A Thousand Letters(11)



I laughed and kissed him. "Easy to say."

He tightened his hold on me. "We can run away. Elope. Have a huge party. Get married in a church. Get married by an Elvis impersonator. I don't care how. I just want you to be mine, forever. I want you where I am. It's that simple."

I took a breath and let it out. "And when you're deployed?"

"Come back and stay with Dad and Sophie. Stay wherever I'm stationed. Whatever you want."

"You make it sound so simple."

He pulled me even closer, bringing my body flush with his. "I love you. You love me. Everything else is details." He angled for my lips, kissing me between hushed sentences. "Wherever I go, you go. Forever. Because I'll love you forever, Elliot."

My heart burned, lit up like a beacon for him, and he lay me down, held me, whispered his promises through the night, that one perfect night where everything in the world was right.

It was the last night we ever got.

The next morning, the sky had lightened only by a shade when he left me with a kiss and a promise, and I lay in bed for hours, smiling, dreaming of everything to come.

It was what I wanted. He was what I wanted, and even though I was afraid of what we would face, it was right. I would be with him, so everything would be just fine.

So naive.

I climbed out of bed when the sun had broken over the horizon, the glint of my engagement ring catching my eye with every motion of my left hand. My family was asleep, so I sat in the kitchen with my notebook, sipping coffee in the quiet morning, putting all of my emotion into words of love and hope, phrasing verses in an attempt to explain the inexplicable.

After a while, I turned my face to the sun, looking out the window, considering what would come next as I anxiously awaited my family's awakening, fashioning the speech in my mind. We'd agreed to meet at his house afterward to spend time with his family, maybe even trying to get both families together for dinner later. I smiled, imagining it all, elated to celebrate.
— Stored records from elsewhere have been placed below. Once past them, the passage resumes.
//! Live note list.
//!
//! Keeps the set of visible note identities in insertion order, reconciling
//! a bulk fetch of the `list_notes` anchor with pushed creation signals and
//! local removals. Insertion is idempotent: a hash already visible is never
//! added twice, whichever path observed it first.

use crate::chain::RevisionChain;
use crate::connection::{ConnectionContext, ConnectionState};
use holonotes_core::{ActionHash, NotesResult, Signal};
use holonotes_store::{SignalRecv, SignalSubscription};
use std::collections::HashSet;
use std::sync::{Arc, RwLock, RwLockReadGuard, RwLockWriteGuard};

#[derive(Debug, Default)]
struct VisibleSet {
    order: Vec<ActionHash>,
    members: HashSet<ActionHash>,
    /// Hashes removed locally; late creation signals for them are ignored.
    removed: HashSet<ActionHash>,
}

impl VisibleSet {
    fn insert(&mut self, hash: ActionHash) -> bool {
        if !self.members.insert(hash) {
            return false;
        }
        self.order.push(hash);
        true
    }

    fn remove(&mut self, hash: &ActionHash) -> Option<usize> {
        self.removed.insert(*hash);
        if !self.members.remove(hash) {
            return None;
        }
        let position = self.order.iter().position(|h| h == hash)?;
        self.order.remove(position);
        Some(position)
    }

    fn restore(&mut self, hash: ActionHash, position: usize) {
        self.removed.remove(&hash);
        if self.members.insert(hash) {
            let position = position.min(self.order.len());
            self.order.insert(position, hash);
        }
    }

    fn clear(&mut self) {
        self.order.clear();
        self.members.clear();
    }

    /// Reset to an authoritative listing. Local removals are forgotten
    /// since the listing already reflects every committed delete.
    fn replace(&mut self, hashes: impl IntoIterator<Item = ActionHash>) {
        self.clear();
        self.removed.clear();
        for hash in hashes {
            self.insert(hash);
        }
    }
}

/// Cloneable writer on a controller's visible set, handed to detail
/// sessions so their deletes show up in the list immediately.
#[derive(Debug, Clone)]
pub struct ListHandle {
    visible: Arc<RwLock<VisibleSet>>,
}

impl ListHandle {
    fn write(&self) -> RwLockWriteGuard<'_, VisibleSet> {
        // The set stays consistent after every mutation, so a poisoned lock
        // is still usable.
        self.visible.write().unwrap_or_else(|poisoned| poisoned.into_inner())
    }

    fn read(&self) -> RwLockReadGuard<'_, VisibleSet> {
        self.visible.read().unwrap_or_else(|poisoned| poisoned.into_inner())
    }

    /// Remove `hash`, returning the position it held.
    pub fn on_local_delete(&self, hash: &ActionHash) -> Option<usize> {
        let position = self.write().remove(hash);
        tracing::debug!(hash = %hash.short(), ?position, "removed from list");
        position
    }

    /// Put `hash` back where it was before a failed delete.
    pub fn restore(&self, hash: ActionHash, position: usize) {
        self.write().restore(hash, position);
        tracing::debug!(hash = %hash.short(), position, "restored to list");
    }

    pub fn contains(&self, hash: &ActionHash) -> bool {
        self.read().members.contains(hash)
    }

    pub fn current_view(&self) -> Vec<ActionHash> {
        self.read().order.clone()
    }
}

/// Owner of the live note list. Dropping it releases its signal
/// subscription.
pub struct LiveNoteListController {
    ctx: ConnectionContext,
    chain: RevisionChain,
    handle: ListHandle,
    subscription: SignalSubscription,
}

impl LiveNoteListController {
    /// Subscribe to the push channel and start with an empty list.
    pub fn mount(ctx: &ConnectionContext) -> NotesResult<Self> {
        let subscription = ctx.store()?.subscribe();
        tracing::debug!("note list mounted");
        Ok(Self {
            ctx: ctx.clone(),
            chain: RevisionChain::new(ctx),
            handle: ListHandle {
                visible: Arc::new(RwLock::new(VisibleSet::default())),
            },
            subscription,
        })
    }

    /// Replace the list with the targets of the `list_notes` anchor.
    ///
    /// On failure the list is left empty and the fault is returned. Never
    /// retried here.
    pub async fn bootstrap(&self) -> NotesResult<()> {
        let links = match self.fetch_links().await {
            Ok(links) => links,
            Err(err) => {
                self.handle.write().clear();
                tracing::warn!(error = %err, "note list bootstrap failed");
                return Err(err);
            }
        };
        let mut visible = self.handle.write();
        visible.replace(links);
        tracing::info!(count = visible.order.len(), "note list bootstrapped");
        Ok(())
    }

    async fn fetch_links(&self) -> NotesResult<Vec<ActionHash>> {
        let links = self.ctx.store()?.get_list_notes().await?;
        Ok(links.into_iter().map(|link| link.target).collect())
    }

    /// Apply a pushed signal. Returns `true` if the list changed.
    ///
    /// Only `EntryCreated` signals for a Note from the configured zome are
    /// considered; everything else is ignored without error.
    pub fn on_signal(&self, signal: &Signal) -> bool {
        let Some(hash) = signal.created_note_hash(&self.ctx.settings().zome_name) else {
            tracing::trace!("signal ignored");
            return false;
        };
        let mut visible = self.handle.write();
        if visible.removed.contains(&hash) {
            tracing::debug!(hash = %hash.short(), "creation signal for removed note ignored");
            return false;
        }
        let added = visible.insert(hash);
        if added {
            tracing::debug!(hash = %hash.short(), "note added from signal");
        }
        added
    }

    pub fn on_local_delete(&self, hash: &ActionHash) -> Option<usize> {
        self.handle.on_local_delete(hash)
    }

    /// Remove `hash` immediately, then delete it on the ledger. A failed
    /// delete puts the hash back at its original position and returns the
    /// fault.
    pub async fn delete_note(&self, hash: &ActionHash) -> NotesResult<ActionHash> {
        optimistic_delete(&self.chain, Some(&self.handle), *hash).await
    }

    pub fn current_view(&self) -> Vec<ActionHash> {
        self.handle.current_view()
    }

    /// Wait for the next pushed signal and apply it.
    ///
    /// Returns `None` once the channel is closed.
    pub async fn next_signal(&mut self) -> Option<bool> {
        match self.subscription.recv().await {
            SignalRecv::Signal(signal) => Some(self.on_signal(&signal)),
            SignalRecv::Lagged(skipped) => {
                tracing::warn!(skipped, "signal subscription lagged; refresh to resync");
                Some(false)
            }
            SignalRecv::Closed => None,
        }
    }

    pub fn handle(&self) -> ListHandle {
        self.handle.clone()
    }

    pub fn connection_state(&self) -> ConnectionState {
        self.ctx.state()
    }
}

/// Delete with local removal first and reconciliation on failure.
pub(crate) async fn optimistic_delete(
    chain: &RevisionChain,
    list: Option<&ListHandle>,
    hash: ActionHash,
) -> NotesResult<ActionHash> {
    let position = list.and_then(|list| list.on_local_delete(&hash));
    match chain.delete(hash).await {
        Ok(delete_hash) => Ok(delete_hash),
        Err(err) => {
            tracing::warn!(hash = %hash.short(), error = %err, "delete failed, restoring note");
            if let Some(list) = list {
                match position {
                    Some(position) => list.restore(hash, position),
                    None => {
                        list.write().removed.remove(&hash);
                    }
                }
            }
            Err(err)
        }
    }
}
My father woke first, shuffling into the kitchen to pour himself coffee — I'd made enough for everyone, as I always did. I didn't look much like him, more like my mother, her dark features and big eyes present in all three of her daughters' faces. He was lighter in coloring, shrewd in the eyes, his lips set in judgment, even when he slept, which was unnatural. Happiness was not a trait that most of my family knew, ever since my mother died while bringing my younger sister Beth into the world.

My mother was the last happiness I'd known, until Wade.
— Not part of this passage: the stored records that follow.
use cas_symbolic::{add, constant, variable, Expr, Knowns};
use cas_error::Error;
use log::{info, LevelFilter};
use simplelog::{ColorChoice, Config, TermLogger, TerminalMode};
use std::process::ExitCode;

/// Initializes the terminal logger, reading the level from the `CAS_LOG` environment variable.
fn init_logger() {
    let level = std::env::var("CAS_LOG")
        .ok()
        .and_then(|level| level.parse::<LevelFilter>().ok())
        .unwrap_or(LevelFilter::Warn);

    // a logger can only fail to initialize if one is already set
    let _ = TermLogger::init(level, Config::default(), TerminalMode::Mixed, ColorChoice::Auto);
}

/// `x*x + 5x + 6`
fn quadratic() -> Result<Expr, Error> {
    add(vec![
        variable("x") * variable("x"),
        constant(5.0) * variable("x"),
        constant(6.0),
    ])
}

fn run(expr: &Expr) -> Result<(), Error> {
    let deriv = expr.derivative("x");
    println!("f(x)   = {expr}");
    println!("f'(x)  = {deriv}");

    let simplified = deriv.simplify(&Knowns::new())?;
    println!("       = {simplified}");

    let at = Knowns::new().with("x", 2.0);
    println!("f'(2)  = {}", deriv.simplify(&at)?);
    info!("evaluated {} at x = 2", simplified);
    Ok(())
}

fn main() -> ExitCode {
    init_logger();

    let expr = match quadratic() {
        Ok(expr) => expr,
        Err(err) => {
            eprintln!("error: {err}");
            return ExitCode::FAILURE;
        },
    };

    match run(&expr) {
        Ok(()) => ExitCode::SUCCESS,
        Err(err) => {
            if err.report_to_stderr("expr", &expr.to_string()).is_err() {
                eprintln!("error: {err}");
            }
            ExitCode::FAILURE
        },
    }
}
//! Symbolic differentiation.
//!
//! Derivatives are built structurally and are **not** simplified; the derivative of `x*y` with
//! respect to `x` is `1*y + x*0`. Pass the result to [`Expr::simplify`] to reduce it.

use crate::expr::{Expr, Op, OpKind, Primary, ONE, ZERO};

/// `(f + g + h)' = f' + g' + h'`
fn sum_rule(terms: &[Expr], var: &str) -> Expr {
    let terms = terms.iter()
        .map(|term| derivative(term, var))
        .collect();
    Expr::Op(Op::new_unchecked(OpKind::Add, terms))
}

/// `(f*g*h)' = f'*g*h + f*g'*h + f*g*h'`
fn product_rule(factors: &[Expr], var: &str) -> Expr {
    let terms = (0..factors.len())
        .map(|derivative_index| {
            let factors = factors.iter()
                .enumerate()
                .map(|(factor_index, factor)| {
                    if factor_index == derivative_index {
                        derivative(factor, var)
                    } else {
                        factor.clone()
                    }
                })
                .collect();
            Expr::Op(Op::new_unchecked(OpKind::Mul, factors))
        })
        .collect();
    Expr::Op(Op::new_unchecked(OpKind::Add, terms))
}

/// Returns the derivative of the operator with respect to the given variable.
pub fn derivative_op(op: &Op, var: &str) -> Expr {
    // the result has as many arguments as `op`, so its arity is already valid
    match op.kind() {
        OpKind::Add => sum_rule(op.args(), var),
        OpKind::Mul => product_rule(op.args(), var),
    }
}

/// Returns the derivative of the expression with respect to the given variable.
pub fn derivative(f: &Expr, var: &str) -> Expr {
    match f {
        Expr::Primary(Primary::Constant(_)) => ZERO,
        Expr::Primary(Primary::Variable(name)) => {
            if name == var {
                ONE
            } else {
                ZERO
            }
        },
        Expr::Op(op) => derivative_op(op, var),
    }
}
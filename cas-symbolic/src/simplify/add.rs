//! Simplification rules for expressions involving addition, including combining like terms.

use cas_error::Error;
use crate::expr::{Expr, ExprMap, Op, OpKind, ZERO, ONE};
use crate::knowns::Knowns;
use crate::step_collector::StepCollector;
use log::{debug, trace};
use super::{
    fold_constants,
    multiply,
    simplify_args,
    split::{split_simplified, Split},
    step::Step,
};

/// Builds a sum from the given terms.
///
/// A sum of one term is kept as a one-term [`OpKind::Add`] node, rather than being unwrapped
/// into the term itself. A sum of no terms is `0`.
fn make_sum(mut terms: Vec<Expr>) -> Result<Expr, Error> {
    match terms.len() {
        0 => Ok(ZERO),
        1 => Ok(Expr::Op(Op::new_unchecked(OpKind::Add, vec![terms.remove(0)]))),
        _ => Op::new(OpKind::Add, terms).map(Expr::Op),
    }
}

/// Builds a product from the given factors, without a coefficient.
fn make_product(mut factors: Vec<Expr>) -> Result<Expr, Error> {
    match factors.len() {
        0 => Ok(ONE),
        1 => Ok(factors.remove(0)),
        _ => Op::new(OpKind::Mul, factors).map(Expr::Op),
    }
}

/// Counts the occurrences of each distinct term, and replaces repeated terms with a product of
/// the count and the term. The terms must already be simplified.
///
/// `a+a = 2a`
/// `a+a+a = 3a`
fn count_like_terms(
    terms: Vec<Expr>,
    knowns: &Knowns,
    step_collector: &mut dyn StepCollector<Step>,
) -> Result<Vec<Expr>, Error> {
    let mut counts = ExprMap::<Expr, usize>::new();
    for term in terms {
        *counts.get_or_insert(term, 0) += 1;
    }

    counts.into_iter()
        .map(|(term, count)| {
            if count == 1 {
                Ok(term)
            } else {
                debug!("combining {} occurrences of {}", count, term);
                step_collector.push(Step::CombineLikeTerms);
                multiply::scale(term, count as f64, knowns, step_collector)
            }
        })
        .collect()
}

/// Combines like terms that are products, by summing the coefficients of products with the
/// same factors.
///
/// `2a+3a = 5a`
/// `2ab+(-2)ab = 0`
///
/// The factors must be strictly equal **in the same order**; `2ab` and `3ba` are not combined.
/// Terms that are not products are kept as-is, after the combined products.
///
/// The terms must already be simplified; they are not simplified again.
pub fn combine_like_terms(
    terms: Vec<Expr>,
    knowns: &Knowns,
    step_collector: &mut dyn StepCollector<Step>,
) -> Result<Expr, Error> {
    let mut coefficients = ExprMap::<Vec<Expr>, f64>::new();
    let mut products = 0;
    let mut others = Vec::new();

    for term in terms {
        match term.as_op_of(OpKind::Mul) {
            Some(product) => {
                let Split { numeric, symbolic, .. } =
                    split_simplified(product, product, knowns, step_collector)?;
                *coefficients.get_or_insert(symbolic, 0.0) += numeric;
                products += 1;
            },
            None => others.push(term),
        }
    }

    if coefficients.len() < products {
        debug!("combined {} products into {} terms", products, coefficients.len());
        step_collector.push(Step::CombineLikeTerms);
    }

    let mut new_terms = Vec::with_capacity(coefficients.len() + others.len());
    for (factors, coefficient) in coefficients {
        if coefficient == 0.0 {
            debug!("cancelled terms with factors {:?}", factors);
            step_collector.push(Step::CancelTerms);
        } else if coefficient == 1.0 {
            new_terms.push(make_product(factors)?);
        } else if factors.is_empty() {
            new_terms.push(Expr::constant(coefficient));
        } else {
            let mut args = Vec::with_capacity(factors.len() + 1);
            args.push(Expr::constant(coefficient));
            args.extend(factors);
            new_terms.push(Expr::Op(Op::new(OpKind::Mul, args)?));
        }
    }
    new_terms.extend(others);

    make_sum(new_terms)
}

/// Simplifies an [`OpKind::Add`] node.
///
/// After folding the constant terms and flattening nested sums, repeated terms are counted
/// (`a+a = 2a`), a zero constant term is dropped (`a+0 = a`), and products with the same
/// factors are combined (`2a+3a = 5a`).
///
/// If one term remains, the result is still a one-term sum.
pub fn simplify(
    op: &Op,
    knowns: &Knowns,
    step_collector: &mut dyn StepCollector<Step>,
) -> Result<Expr, Error> {
    trace!("simplifying sum {}", op);
    let simplified = simplify_args(op, knowns, step_collector)?;
    if !simplified.has_unknowns(knowns) {
        return fold_constants(&simplified, knowns, step_collector);
    }

    let Split { numeric, symbolic, folded } =
        split_simplified(op, &simplified, knowns, step_collector)?;
    let mut terms = count_like_terms(symbolic, knowns, step_collector)?;
    if terms.is_empty() {
        return Ok(Expr::constant(numeric));
    }

    if numeric != 0.0 {
        terms.push(Expr::constant(numeric));
    } else if folded > 0 {
        debug!("dropped zero term from {}", op);
        step_collector.push(Step::AddZero);
    }

    combine_like_terms(terms, knowns, step_collector)
}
Dad sat across from me with the newspaper, taking every opportunity to give me his opinion on what he read. We rarely agreed, and I never said so because there was no discussion, only his opinion and everyone else's, and everyone else was wrong. But that morning I just smiled and listened, wondering if he would notice the sparkling diamond on my finger or the fact that I was floating above all of us.

He didn't. But I didn't mind.

Mary was next up, also unseeing. Then Beth, my younger sister and father's shadow and favorite pet. As we sat, none of them saw me. I was virtually invisible in my own home, the odd duck. Where my sisters were like my father, a little vapid and a lot opinionated, I was more like my mom: quiet, reserved, content. And it wasn't as if I didn't see them for who they were, it was just that I accepted them for who they were unconditionally. I knew there was no changing them, and they were happy with who they were. And I required no watering, no tender care. I found ways to feed my soul from a very young age, knowing I couldn't depend on them for that.

The practice made me feel whole, self-sufficient.

I closed my notebook, laying my hands in my lap, with a whisper of a smile on my face.

"I have something to tell you all."

Dad didn't look up, just shook his paper to straighten it. "Oh?"

My sisters didn't look up either — Beth took a bite of her bagel, and Mary got up to pour more coffee.

"Wade asked me to marry him."

Everything stopped.

Dad's paper dropped by an inch as he glared at me over the top. Mary turned, coffee pot in hand, looking shocked. Beth slowed her jaw, a wad of bread in her cheek like a dairy cow.

"What?" Dad asked, the word hard.

My smile slipped. "He … he asked me to marry him, and I said yes."

"You've got to be kidding me," Mary said, annoyed. "You're seventeen, Elliot. You can't get married."

I watched as my hope for their support slipped away. "We would wait until after my birthday. This … this was always the plan, though we'd always planned on waiting until after I graduated. But he asked me to come with him sooner, and I said yes."

Dad's face was red as he huffed and blustered at me from across the table. "You said yes, as if you have any right to agree to such a preposterous thing. You can't do anything, not while you're still living under my roof."

"Dad—"

He slapped the table, making the coffee cups jump and us along with them. "This is ridiculous, Elliot. You're still in school."

"I'll finish school wherever we end up," I answered, undeterred.

He paused for a split second. "You can't marry your high school crush."

I drew a long breath through my nose. "You did."

He gave me a look. "I sure did, and instead of marrying John like I really wanted, I married your mother and was miserable until the day she died."